[Saved data entries]
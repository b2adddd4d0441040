//! Structured LLM output errors.

/// Why a structured reply could not be used.
#[derive(Debug, Clone, PartialEq, Eq, Hash, derive_more::Display)]
pub enum JsonErrorKind {
    /// The reply contained no JSON value at all
    #[display("no JSON in {} reply", _0)]
    Missing(String),
    /// JSON was found but did not match the expected shape
    #[display("malformed {}: {}", what, detail)]
    Malformed {
        /// What was being parsed
        what: String,
        /// Deserializer message
        detail: String,
    },
}

/// Structured output error with location tracking.
///
/// # Examples
///
/// ```
/// use reelforge_error::{JsonError, JsonErrorKind};
///
/// let err = JsonError::new(JsonErrorKind::Missing("book info".to_string()));
/// assert!(format!("{}", err).contains("no JSON in book info reply"));
/// ```
#[derive(Debug, Clone, derive_more::Display, derive_more::Error)]
#[display("JSON Error: {} at line {} in {}", kind, line, file)]
pub struct JsonError {
    /// The kind of error that occurred
    pub kind: JsonErrorKind,
    /// Line number where error was created
    pub line: u32,
    /// File where error was created
    pub file: &'static str,
}

impl JsonError {
    /// Create an error at the caller's location.
    #[track_caller]
    pub fn new(kind: JsonErrorKind) -> Self {
        let location = std::panic::Location::caller();
        Self {
            kind,
            line: location.line(),
            file: location.file(),
        }
    }

    /// A `Malformed` error for `what`, carrying the deserializer's message.
    #[track_caller]
    pub fn malformed(what: impl Into<String>, detail: impl std::fmt::Display) -> Self {
        Self::new(JsonErrorKind::Malformed {
            what: what.into(),
            detail: detail.to_string(),
        })
    }
}
//! Workflow pipeline error types.

/// Specific error conditions for a workflow run.
#[derive(Debug, Clone, PartialEq, Eq, Hash, PartialOrd, Ord, derive_more::Display)]
pub enum PipelineErrorKind {
    /// LLM output could not be parsed into the requested scene list
    #[display("Failed to parse storyboard: {}", _0)]
    StoryboardParse(String),
    /// A single scene could not be produced
    #[display("Scene {} failed: {}", index, reason)]
    SceneGenerationFailed {
        /// Scene index
        index: usize,
        /// Failure detail
        reason: String,
    },
    /// The run cannot produce a video
    #[display("Run aborted: {}", _0)]
    RunAborted(String),
    /// The run was cancelled by the caller
    #[display("Run cancelled")]
    Cancelled,
    /// Request failed validation before any work started
    #[display("Invalid request: {}", _0)]
    InvalidRequest(String),
    /// Frame template id could not be loaded
    #[display("Frame template not found: {}", _0)]
    TemplateNotFound(String),
    /// Frame rendering failed
    #[display("Frame rendering failed: {}", _0)]
    Render(String),
    /// Video encoder reported a failure
    #[display("Video composition failed: {}", _0)]
    Composition(String),
    /// A run stage was moved backwards or skipped a state
    #[display("Illegal stage transition: {}", _0)]
    StageTransition(String),
}

/// Pipeline error with location tracking.
///
/// # Examples
///
/// ```
/// use reelforge_error::{PipelineError, PipelineErrorKind};
///
/// let err = PipelineError::new(PipelineErrorKind::RunAborted("no usable scenes".to_string()));
/// assert!(format!("{}", err).contains("no usable scenes"));
/// ```
#[derive(Debug, Clone, derive_more::Display, derive_more::Error)]
#[display("Pipeline Error: {} at line {} in {}", kind, line, file)]
pub struct PipelineError {
    /// The kind of error that occurred
    pub kind: PipelineErrorKind,
    /// Line number where error was created
    pub line: u32,
    /// File where error was created
    pub file: &'static str,
}

impl PipelineError {
    /// Create a new pipeline error with automatic location tracking.
    #[track_caller]
    pub fn new(kind: PipelineErrorKind) -> Self {
        let location = std::panic::Location::caller();
        Self {
            kind,
            line: location.line(),
            file: location.file(),
        }
    }
}
//! Retried, rate-limited calls to the providers selected for a run.

use crate::CapabilityRegistry;
use reelforge_core::{
    AudioClip, CapabilityKey, CapabilitySelection, CapabilityType, CompletionOptions, ImageAsset,
    ImageOptions, VoiceOptions,
};
use reelforge_error::{ProviderError, ProviderErrorKind, ReelforgeResult};
use reelforge_interface::{ImageProvider, LlmProvider, TtsProvider};
use reelforge_rate_limit::{RateLimiter, ReelforgeConfig, RetryPolicy};
use std::collections::HashMap;
use std::sync::Arc;
use strum::IntoEnumIterator;
use tracing::{debug, instrument};

/// One limiter per capability type, shared by every run of an engine.
#[derive(Debug, Clone, Default)]
pub struct CapabilityLimiters {
    limiters: HashMap<CapabilityType, RateLimiter>,
}

impl CapabilityLimiters {
    /// Build limiters from `[capabilities.<type>]` sections. Unconfigured types are unlimited.
    pub fn from_config(config: &ReelforgeConfig) -> Self {
        let limiters = CapabilityType::iter()
            .map(|capability_type| {
                let limiter = config
                    .capability(capability_type)
                    .map(RateLimiter::from_config)
                    .unwrap_or_else(RateLimiter::unlimited);
                (capability_type, limiter)
            })
            .collect();
        Self { limiters }
    }

    /// Limiter for a type.
    pub fn get(&self, capability_type: CapabilityType) -> RateLimiter {
        self.limiters
            .get(&capability_type)
            .cloned()
            .unwrap_or_else(RateLimiter::unlimited)
    }
}

/// Provider handles selected for one run, with retry and rate limiting.
///
/// Every call is attempted under the retry policy; transient failures are
/// retried with backoff, everything else returns immediately. Empty payloads
/// are reported as `ProviderRejected`.
#[derive(Clone)]
pub struct ProviderCaller {
    llm: (CapabilityKey, Arc<dyn LlmProvider>),
    tts: (CapabilityKey, Arc<dyn TtsProvider>),
    image: (CapabilityKey, Arc<dyn ImageProvider>),
    policy: RetryPolicy,
    limiters: CapabilityLimiters,
}

impl ProviderCaller {
    /// Resolve the capabilities for a run.
    ///
    /// # Errors
    ///
    /// Fails with `CapabilityNotFound` when an override names an unregistered
    /// id, or `NoCapabilityRegistered` when a type has no provider at all.
    #[instrument(skip_all)]
    pub fn resolve(
        registry: &CapabilityRegistry,
        selection: &CapabilitySelection,
        policy: RetryPolicy,
        limiters: CapabilityLimiters,
    ) -> ReelforgeResult<Self> {
        let llm_cap = registry.select(CapabilityType::Llm, selection.get(CapabilityType::Llm))?;
        let tts_cap = registry.select(CapabilityType::Tts, selection.get(CapabilityType::Tts))?;
        let image_cap =
            registry.select(CapabilityType::Image, selection.get(CapabilityType::Image))?;

        let llm = registry.llm(llm_cap.key().id())?;
        let tts = registry.tts(tts_cap.key().id())?;
        let image = registry.image(image_cap.key().id())?;

        debug!(
            llm = %llm_cap.key(),
            tts = %tts_cap.key(),
            image = %image_cap.key(),
            "Resolved capabilities"
        );

        Ok(Self {
            llm: (llm_cap.key().clone(), llm),
            tts: (tts_cap.key().clone(), tts),
            image: (image_cap.key().clone(), image),
            policy,
            limiters,
        })
    }

    /// Retry policy used for every call.
    pub fn policy(&self) -> &RetryPolicy {
        &self.policy
    }

    /// Key of the LLM in use.
    pub fn llm_key(&self) -> &CapabilityKey {
        &self.llm.0
    }

    /// Key of the TTS provider in use.
    pub fn tts_key(&self) -> &CapabilityKey {
        &self.tts.0
    }

    /// Key of the image provider in use.
    pub fn image_key(&self) -> &CapabilityKey {
        &self.image.0
    }

    /// Complete a prompt with the selected LLM.
    ///
    /// # Errors
    ///
    /// Returns the last provider error once retries are exhausted, or
    /// `ProviderRejected` for an empty completion.
    pub async fn complete(
        &self,
        prompt: &str,
        options: &CompletionOptions,
    ) -> ReelforgeResult<String> {
        self.complete_inner(prompt, options, true).await
    }

    /// Complete a prompt whose reply the caller validates itself.
    ///
    /// An empty completion is returned as-is instead of being rejected.
    ///
    /// # Errors
    ///
    /// Returns the last provider error once retries are exhausted.
    pub async fn complete_unchecked(
        &self,
        prompt: &str,
        options: &CompletionOptions,
    ) -> ReelforgeResult<String> {
        self.complete_inner(prompt, options, false).await
    }

    async fn complete_inner(
        &self,
        prompt: &str,
        options: &CompletionOptions,
        reject_empty: bool,
    ) -> ReelforgeResult<String> {
        let (key, provider) = &self.llm;
        let label = key.to_string();
        let label = label.as_str();
        self.limiters
            .get(CapabilityType::Llm)
            .execute(&self.policy, label, move || async move {
                let text = provider.complete(prompt, options).await?;
                if reject_empty && text.trim().is_empty() {
                    return Err(rejected(label, "empty completion"));
                }
                Ok(text)
            })
            .await
    }

    /// Synthesize narration with the selected TTS provider.
    ///
    /// # Errors
    ///
    /// Returns the last provider error once retries are exhausted, or
    /// `ProviderRejected` for empty audio.
    pub async fn synthesize(&self, text: &str, voice: &VoiceOptions) -> ReelforgeResult<AudioClip> {
        let (key, provider) = &self.tts;
        let label = key.to_string();
        let label = label.as_str();
        self.limiters
            .get(CapabilityType::Tts)
            .execute(&self.policy, label, move || async move {
                let clip = provider.synthesize(text, voice).await?;
                if clip.is_empty() {
                    return Err(rejected(label, "empty audio"));
                }
                Ok(clip)
            })
            .await
    }

    /// Generate an image with the selected image provider.
    ///
    /// # Errors
    ///
    /// Returns the last provider error once retries are exhausted, or
    /// `ProviderRejected` for an empty image.
    pub async fn generate_image(
        &self,
        prompt: &str,
        options: &ImageOptions,
    ) -> ReelforgeResult<ImageAsset> {
        let (key, provider) = &self.image;
        let label = key.to_string();
        let label = label.as_str();
        self.limiters
            .get(CapabilityType::Image)
            .execute(&self.policy, label, move || async move {
                let image = provider.generate(prompt, options).await?;
                if image.is_empty() {
                    return Err(rejected(label, "empty image"));
                }
                Ok(image)
            })
            .await
    }
}

fn rejected(key: &str, message: &str) -> reelforge_error::ReelforgeError {
    ProviderError::new(ProviderErrorKind::Rejected {
        key: key.to_string(),
        message: message.to_string(),
    })
    .into()
}
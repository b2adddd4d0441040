//! Provider and collaborator traits.

use crate::{EncodeJob, EncodedVideo, RenderRequest};
use async_trait::async_trait;
use reelforge_core::{AudioClip, CompletionOptions, ImageAsset, ImageOptions, VoiceOptions};
use reelforge_error::ReelforgeResult;

/// Text completion capability.
///
/// Implementations report either text or a typed provider error. The
/// response format in `options` is a hint; callers validate structure.
#[async_trait]
pub trait LlmProvider: Send + Sync {
    /// Complete a prompt.
    async fn complete(&self, prompt: &str, options: &CompletionOptions) -> ReelforgeResult<String>;
}

/// Text-to-speech capability.
#[async_trait]
pub trait TtsProvider: Send + Sync {
    /// Synthesize narration audio for `text`.
    async fn synthesize(&self, text: &str, voice: &VoiceOptions) -> ReelforgeResult<AudioClip>;
}

/// Image generation capability.
#[async_trait]
pub trait ImageProvider: Send + Sync {
    /// Generate an image for `prompt`.
    async fn generate(&self, prompt: &str, options: &ImageOptions) -> ReelforgeResult<ImageAsset>;
}

/// Rendering service that turns bound template markup into an image.
#[async_trait]
pub trait FrameRenderer: Send + Sync {
    /// Render one frame.
    ///
    /// Transient failures should be reported as `ProviderError` with the
    /// `Unavailable` or `Timeout` kind so they are retried.
    async fn render(&self, request: &RenderRequest) -> ReelforgeResult<ImageAsset>;
}

/// Resolves template identifiers to template content.
#[async_trait]
pub trait TemplateStore: Send + Sync {
    /// Load the template text for `template_id`.
    async fn load(&self, template_id: &str) -> ReelforgeResult<String>;
}

/// Muxes ordered frames, narration and music into a video file.
#[async_trait]
pub trait VideoEncoder: Send + Sync {
    /// Encode the job and report where the video was written.
    async fn encode(&self, job: &EncodeJob) -> ReelforgeResult<EncodedVideo>;
}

• _TASK STATEMENT_: Determine how many lines of the entries contain the string "detail", and reply with nothing but the number.

• _OUTPUT FOR THIS EXERCISE_: 5